When the string "Result" is part of a line below, that line should be copied.

(Stored items)
***
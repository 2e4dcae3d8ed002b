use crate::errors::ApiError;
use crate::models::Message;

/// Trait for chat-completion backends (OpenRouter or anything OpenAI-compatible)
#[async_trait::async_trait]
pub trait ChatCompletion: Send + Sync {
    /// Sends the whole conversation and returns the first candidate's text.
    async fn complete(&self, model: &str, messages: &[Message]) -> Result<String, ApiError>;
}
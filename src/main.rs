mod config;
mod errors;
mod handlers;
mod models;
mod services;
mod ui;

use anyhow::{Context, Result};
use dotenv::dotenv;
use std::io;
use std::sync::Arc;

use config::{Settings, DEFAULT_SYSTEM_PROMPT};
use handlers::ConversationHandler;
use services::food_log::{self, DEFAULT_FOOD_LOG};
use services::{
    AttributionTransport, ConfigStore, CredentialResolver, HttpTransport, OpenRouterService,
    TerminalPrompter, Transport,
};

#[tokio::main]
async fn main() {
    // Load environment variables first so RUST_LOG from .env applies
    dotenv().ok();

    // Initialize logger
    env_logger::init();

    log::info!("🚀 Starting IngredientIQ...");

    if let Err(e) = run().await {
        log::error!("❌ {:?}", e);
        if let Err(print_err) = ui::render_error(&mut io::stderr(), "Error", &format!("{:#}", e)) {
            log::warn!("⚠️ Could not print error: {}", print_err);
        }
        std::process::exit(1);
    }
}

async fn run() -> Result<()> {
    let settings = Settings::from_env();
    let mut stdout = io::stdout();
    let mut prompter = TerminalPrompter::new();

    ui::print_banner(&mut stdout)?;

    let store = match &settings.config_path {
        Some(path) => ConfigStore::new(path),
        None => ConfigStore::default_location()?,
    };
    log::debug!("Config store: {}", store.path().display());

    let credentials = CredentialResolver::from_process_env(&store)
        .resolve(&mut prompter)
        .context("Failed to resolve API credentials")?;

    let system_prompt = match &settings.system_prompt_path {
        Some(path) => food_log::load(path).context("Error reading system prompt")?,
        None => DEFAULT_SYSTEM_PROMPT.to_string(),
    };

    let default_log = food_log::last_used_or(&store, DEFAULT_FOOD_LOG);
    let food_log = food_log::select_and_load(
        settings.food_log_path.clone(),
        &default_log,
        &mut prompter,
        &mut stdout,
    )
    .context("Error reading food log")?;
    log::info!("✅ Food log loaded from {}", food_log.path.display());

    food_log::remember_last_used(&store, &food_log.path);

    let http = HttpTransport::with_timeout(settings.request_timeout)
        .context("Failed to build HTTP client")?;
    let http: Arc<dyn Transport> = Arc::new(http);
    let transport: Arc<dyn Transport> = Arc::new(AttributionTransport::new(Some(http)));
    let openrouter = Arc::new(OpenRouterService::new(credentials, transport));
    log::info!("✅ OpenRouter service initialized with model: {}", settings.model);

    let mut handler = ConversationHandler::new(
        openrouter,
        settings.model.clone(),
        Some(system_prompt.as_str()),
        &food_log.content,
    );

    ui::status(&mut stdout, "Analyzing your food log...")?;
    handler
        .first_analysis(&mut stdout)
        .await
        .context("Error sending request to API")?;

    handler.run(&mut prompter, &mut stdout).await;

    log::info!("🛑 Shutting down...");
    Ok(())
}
***
#### THE ANSWER
    async fn complete(&self, model: &str, messages: &[Message]) -> Result<String, ApiError>;
use anyhow::{Context, Result};
async fn run() -> Result<()> {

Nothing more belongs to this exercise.